For each $i$th switch (designated by $x_{i},y_{i},z_{i}$), it advances itself only one time at the $i$th step; thereafter, only a switch with larger $x_{j},y_{j},z_{j}$ values will advance the $i$th switch by one step provided $d_{i}= 2^{x_{i}}3^{y_{i}}5^{z_{i}}$ divides $d_{j}= 2^{x_{j}}3^{y_{j}}5^{z_{j}}$. Let $N = 2^{9}3^{9}5^{9}$ be the max switch label.

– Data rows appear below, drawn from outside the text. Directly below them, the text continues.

impl ScheduleResolver {
    pub fn new() -> Self {
        Self::default()
    }

    pub fn with_holidays(mut self, holidays: impl IntoIterator<Item = NaiveDate>) -> Self {
        self.holidays.extend(holidays);
        self
    }

    pub fn with_condition_evaluator(mut self, evaluator: Arc<dyn ConditionEvaluator>) -> Self {
        self.evaluator = Some(evaluator);
        self
    }

    /// Not a weekend day and not a configured holiday.
    pub fn is_business_day(&self, day: NaiveDate) -> bool {
        !matches!(day.weekday(), Weekday::Sat | Weekday::Sun) && !self.holidays.contains(&day)
    }

    /// Next occurrence of `rule` strictly after `from`.
    pub fn next_execution(
        &self,
        rule: &ScheduleRule,
        from: DateTime<Utc>,
    ) -> AppResult<Option<DateTime<Utc>>> {
        match rule {
            ScheduleRule::Daily { time_of_day } => Ok(Some(next_daily(*time_of_day, from))),
            ScheduleRule::Weekly {
                days_of_week,
                time_of_day,
            } => Ok(next_weekly(*days_of_week, *time_of_day, from)),
            ScheduleRule::Monthly {
                day_of_month,
                time_of_day,
            } => Ok(next_monthly(*day_of_month, *time_of_day, from)),
            ScheduleRule::MonthlyBusinessDay {
                business_day_of_month,
                time_of_day,
                adjust_to_previous_business_day,
            } => Ok(self.next_business_day(
                *business_day_of_month,
                *time_of_day,
                *adjust_to_previous_business_day,
                from,
            )),
            ScheduleRule::Cron { expression } => next_cron(expression, from),
            ScheduleRule::OneTime { execute_at } => Ok((*execute_at > from).then_some(*execute_at)),
            ScheduleRule::Conditional {
                expression,
                time_of_day,
            } => self.next_conditional(expression, *time_of_day, from),
        }
    }

    /// Next occurrence of a schedule, honouring its activity window.
    ///
    /// `None` when `from` lies outside the window or the occurrence would
    /// land after `end_date`.
    pub fn next_for_schedule(
        &self,
        schedule: &JobSchedule,
        from: DateTime<Utc>,
    ) -> AppResult<Option<DateTime<Utc>>> {
        if !schedule.is_within_active_window(from) {
            return Ok(None);
        }
        let next = self.next_execution(&schedule.rule, from)?;
        Ok(next.filter(|at| schedule.is_within_active_window(*at)))
    }

    /// First occurrence of a newly created or edited schedule.
    ///
    /// Resolves from the window start when that is still in the future.
    pub fn first_for_schedule(
        &self,
        schedule: &JobSchedule,
        now: DateTime<Utc>,
    ) -> AppResult<Option<DateTime<Utc>>> {
        match schedule.start_date {
            Some(start) if start > now => {
                let next = self.next_execution(&schedule.rule, start - chrono::Duration::seconds(1))?;
                Ok(next.filter(|at| schedule.is_within_active_window(*at)))
            }
            _ => self.next_for_schedule(schedule, now),
        }
    }

    fn next_business_day(
        &self,
        nth: u32,
        time_of_day: NaiveTime,
        adjust_to_previous: bool,
        from: DateTime<Utc>,
    ) -> Option<DateTime<Utc>> {
        let (mut year, mut month) = (from.year(), from.month());
        for _ in 0..=BUSINESS_DAY_LOOKAHEAD_MONTHS {
            if let Some(day) = self.nth_business_day(year, month, nth, adjust_to_previous) {
                let candidate = at(day, time_of_day);
                if candidate > from {
                    return Some(candidate);
                }
            }
            (year, month) = next_month(year, month);
        }
        None
    }

    /// The Nth business day of the month. When the month runs out first,
    /// either the last business day (`adjust_to_previous`) or nothing.
    fn nth_business_day(
        &self,
        year: i32,
        month: u32,
        nth: u32,
        adjust_to_previous: bool,
    ) -> Option<NaiveDate> {
        let last = last_day_of_month(year, month)?;
        let mut count = 0;
        let mut day = NaiveDate::from_ymd_opt(year, month, 1)?;
        while day <= last {
            if self.is_business_day(day) {
                count += 1;
                if count == nth {
                    return Some(day);
                }
            }
            day = day.succ_opt()?;
        }
        if !adjust_to_previous {
            return None;
        }
        let mut day = last;
        while !self.is_business_day(day) {
            day = day.pred_opt()?;
            if day.month() != month {
                return None;
            }
        }
        Some(day)
    }

    fn next_conditional(
        &self,
        expression: &str,
        time_of_day: NaiveTime,
        from: DateTime<Utc>,
    ) -> AppResult<Option<DateTime<Utc>>> {
        let today = from.date_naive();
        let Some(evaluator) = &self.evaluator else {
            return Ok(today.checked_add_days(Days::new(1)).map(|d| at(d, time_of_day)));
        };
        for offset in 1..=CONDITION_LOOKAHEAD_DAYS {
            let Some(day) = today.checked_add_days(Days::new(offset)) else {
                return Ok(None);
            };
            let holds = evaluator.evaluate(expression, day).map_err(|e| {
                AppError::schedule(format!("Condition '{expression}' failed for {day}: {e}"))
            })?;
            if holds {
                return Ok(Some(at(day, time_of_day)));
            }
        }
        Ok(None)
    }
}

To find the divisor multiples in the range of $d_{i}$ to $N$, we consider the exponents of the number $\frac{N}{d_{i}}= 2^{9-x_{i}}3^{9-y_{i}}5^{9-z_{i}}$. In general, the divisor-count of $\frac{N}{d}$ must be a multiple of 4 to ensure that a switch is in position A:

$4n = [(9-x)+1] [(9-y)+1] [(9-z)+1] = (10-x)(10-y)(10-z)$, where $0 \le x,y,z \le 9.$

We consider the cases where the 3 factors above do not contribute multiples of 4.

• Case of no 2's:

The switches must be $(\mathrm{odd})(\mathrm{odd})(\mathrm{odd})$. There are $5$ odd integers in $0$ to $9$, so we have $5 \times 5 \times 5 = 125$ ways.

• Case of a single 2:

The switches must be one of $(2\cdot \mathrm{odd})(\mathrm{odd})(\mathrm{odd})$ or $(\mathrm{odd})(2 \cdot \mathrm{odd})(\mathrm{odd})$ or $(\mathrm{odd})(\mathrm{odd})(2 \cdot \mathrm{odd})$.

Since $0 \le x,y,z \le 9,$ the terms $2\cdot 1, 2 \cdot 3,$ and $2 \cdot 5$ are three valid choices for the $(2 \cdot odd)$ factor above.

We have ${3\choose{1}} \cdot 3 \cdot 5^{2}= 225$ ways.

The number of switches in position A is $1000-125-225 = \boxed{650}$.